William W. answered • 02/05/24
Math and science made easy - learn from a retired engineer
A standard deck has 4 suits of 13 cards each, hearts and diamonds (both red) as well as spades and clubs (both black) so, consequently there are 26 red cards. Of course 2 of those red cards are aces, the aces of hearts and of diamonds. But there are two additional aces, the two black aces. That means we are trying to find one of 28 cards - 26 red cards and two black aces.
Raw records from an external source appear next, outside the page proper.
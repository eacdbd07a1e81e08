// SPDX-License-Identifier: MIT OR Apache-2.0
//! Engine error taxonomy with stable codes and reserved exit values.
//!
//! Every engine error carries an [`ErrorCode`] (a machine-readable, stable
//! string tag), a human-readable message, an optional cause chain, and
//! arbitrary key-value context. Terminal failure codes map to reserved
//! negative exit values so a consumer can always distinguish "the child
//! exited N" from "the engine failed before/while running the child".

use serde::{Deserialize, Serialize};
use std::collections::BTreeMap;
use std::fmt;

// ---------------------------------------------------------------------------
// ErrorCategory
// ---------------------------------------------------------------------------

/// Broad family that an [`ErrorCode`] belongs to.
#[derive(Debug, Clone, Copy, PartialEq, Eq, Hash, Serialize, Deserialize)]
#[serde(rename_all = "snake_case")]
pub enum ErrorCategory {
    /// Command specification errors (empty, unparseable).
    Command,
    /// Environment-manager discovery errors.
    Environment,
    /// Child process spawn/runtime errors.
    Process,
    /// Catch-all for unexpected internal errors.
    Internal,
}

impl fmt::Display for ErrorCategory {
    fn fmt(&self, f: &mut fmt::Formatter<'_>) -> fmt::Result {
        let s = match self {
            Self::Command => "command",
            Self::Environment => "environment",
            Self::Process => "process",
            Self::Internal => "internal",
        };
        f.write_str(s)
    }
}

// ---------------------------------------------------------------------------
// ErrorCode
// ---------------------------------------------------------------------------

/// Machine-readable, stable error code.
///
/// Each variant serialises to a `SCREAMING_SNAKE_CASE` string and owns one
/// reserved negative exit value returned through the terminal
/// `return_code` event when the failure aborts a run.
#[derive(Debug, Clone, Copy, PartialEq, Eq, Hash, Serialize, Deserialize)]
#[serde(rename_all = "SCREAMING_SNAKE_CASE")]
pub enum ErrorCode {
    /// The command spec is empty or does not parse.
    InvalidCommand,
    /// The target executable was not found at spawn time.
    ExecutableNotFound,
    /// A manager invocation needs the manager executable and none was
    /// discovered.
    ManagerNotFound,
    /// The OS refused to spawn the child for a reason other than
    /// not-found.
    SpawnFailed,
    /// Catch-all for engine invariant breaches.
    Internal,
}

impl ErrorCode {
    /// Returns the broad [`ErrorCategory`] this code belongs to.
    #[must_use]
    pub fn category(&self) -> ErrorCategory {
        match self {
            Self::InvalidCommand | Self::ExecutableNotFound => ErrorCategory::Command,
            Self::ManagerNotFound => ErrorCategory::Environment,
            Self::SpawnFailed => ErrorCategory::Process,
            Self::Internal => ErrorCategory::Internal,
        }
    }

    /// Stable `&'static str` representation (e.g. `"EXECUTABLE_NOT_FOUND"`).
    #[must_use]
    pub fn as_str(&self) -> &'static str {
        match self {
            Self::InvalidCommand => "INVALID_COMMAND",
            Self::ExecutableNotFound => "EXECUTABLE_NOT_FOUND",
            Self::ManagerNotFound => "MANAGER_NOT_FOUND",
            Self::SpawnFailed => "SPAWN_FAILED",
            Self::Internal => "INTERNAL",
        }
    }

    /// The reserved negative exit value surfaced through the terminal
    /// `return_code` event when this failure aborts a run.
    #[must_use]
    pub fn exit_code(&self) -> i32 {
        match self {
            Self::InvalidCommand => -1,
            Self::ExecutableNotFound => -101,
            Self::ManagerNotFound => -105,
            Self::SpawnFailed | Self::Internal => -99,
        }
    }
}

impl fmt::Display for ErrorCode {
    fn fmt(&self, f: &mut fmt::Formatter<'_>) -> fmt::Result {
        f.write_str(self.as_str())
    }
}

// ---------------------------------------------------------------------------
// EngineError
// ---------------------------------------------------------------------------

/// Unified engine error.
///
/// Carries a stable [`ErrorCode`], a human-readable message, an optional
/// source error for cause-chaining, and arbitrary structured context.
///
/// # Builder usage
///
/// ```
/// use runlet_core::error::{EngineError, ErrorCode};
///
/// let err = EngineError::new(ErrorCode::ExecutableNotFound, "no such program")
///     .with_context("program", "pytho")
///     .with_context("cwd", "/work");
/// ```
pub struct EngineError {
    /// Machine-readable error code.
    pub code: ErrorCode,
    /// Human-readable description.
    pub message: String,
    /// Optional underlying cause.
    pub source: Option<Box<dyn std::error::Error + Send + Sync>>,
    /// Arbitrary structured context for diagnostics.
    pub context: BTreeMap<String, serde_json::Value>,
}

impl EngineError {
    /// Create a new error with the given code and message.
    pub fn new(code: ErrorCode, message: impl Into<String>) -> Self {
        Self {
            code,
            message: message.into(),
            source: None,
            context: BTreeMap::new(),
        }
    }

    /// Attach a key-value pair to the diagnostic context.
    ///
    /// The value is converted via [`serde_json::to_value`]; if serialisation
    /// fails, the entry is silently skipped.
    #[must_use]
    pub fn with_context(mut self, key: impl Into<String>, value: impl Serialize) -> Self {
        if let Ok(v) = serde_json::to_value(value) {
            self.context.insert(key.into(), v);
        }
        self
    }

    /// Attach an underlying cause.
    #[must_use]
    pub fn with_source(mut self, source: impl std::error::Error + Send + Sync + 'static) -> Self {
        self.source = Some(Box::new(source));
        self
    }

    /// Shorthand for `self.code.category()`.
    #[must_use]
    pub fn category(&self) -> ErrorCategory {
        self.code.category()
    }

    /// Shorthand for `self.code.exit_code()`.
    #[must_use]
    pub fn exit_code(&self) -> i32 {
        self.code.exit_code()
    }
}

impl fmt::Debug for EngineError {
    fn fmt(&self, f: &mut fmt::Formatter<'_>) -> fmt::Result {
        let mut d = f.debug_struct("EngineError");
        d.field("code", &self.code);
        d.field("message", &self.message);
        if let Some(ref src) = self.source {
            d.field("source", &src.to_string());
        }
        if !self.context.is_empty() {
            d.field("context", &self.context);
        }
        d.finish()
    }
}

impl fmt::Display for EngineError {
    fn fmt(&self, f: &mut fmt::Formatter<'_>) -> fmt::Result {
        write!(f, "[{}] {}", self.code.as_str(), self.message)?;
        if !self.context.is_empty() {
            // BTreeMap iteration keeps the rendering deterministic.
            if let Ok(ctx) = serde_json::to_string(&self.context) {
                write!(f, " {ctx}")?;
            }
        }
        Ok(())
    }
}

impl std::error::Error for EngineError {
    fn source(&self) -> Option<&(dyn std::error::Error + 'static)> {
        self.source
            .as_ref()
            .map(|e| e.as_ref() as &(dyn std::error::Error + 'static))
    }
}

// ---------------------------------------------------------------------------
// Serialization support
// ---------------------------------------------------------------------------

/// Serialisable snapshot of an [`EngineError`] (without the opaque source).
#[derive(Debug, Clone, Serialize, Deserialize, PartialEq)]
pub struct EngineErrorDto {
    /// Error code.
    pub code: ErrorCode,
    /// Human-readable message.
    pub message: String,
    /// Structured context.
    pub context: BTreeMap<String, serde_json::Value>,
    /// String representation of the source error, if any.
    #[serde(skip_serializing_if = "Option::is_none")]
    pub source_message: Option<String>,
}

impl From<&EngineError> for EngineErrorDto {
    fn from(err: &EngineError) -> Self {
        Self {
            code: err.code,
            message: err.message.clone(),
            context: err.context.clone(),
            source_message: err.source.as_ref().map(|s| s.to_string()),
        }
    }
}

impl From<EngineErrorDto> for EngineError {
    fn from(dto: EngineErrorDto) -> Self {
        Self {
            code: dto.code,
            message: dto.message,
            source: None,
            context: dto.context,
        }
    }
}

// ---------------------------------------------------------------------------
// Tests
// ---------------------------------------------------------------------------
This makes the probability 28/52 or, reduced, 7/13 or 53.8462%
For the second question, there are only 2 cards that are both aces and red making the probability 2/52 or , reduced, 1/26 or as a percent 3.8462%
You can also use the standard equations that pertain to "or" and "and" conditions:
Problem 1:
P(A or B) = P(A) + P(B) - P(A nd B) where A is "ace" and B is "red card"
P(A) = 4/52
P(B) = 26/52
P(A and B) = 2/52
So P(A or B) = 4/52 + 26/52 - 2/52 = 28/52
Problem 2:
P(A and B) = P(A)•P(B|A) where P(A) is the probability of aces and P(B|A) is the probability of a red card GIVEN that you have aces.
P(A) = 4/52
P(B|A) = 2/4
P(A and B) = 4/52 • 2/4 = 8/208 = 1/26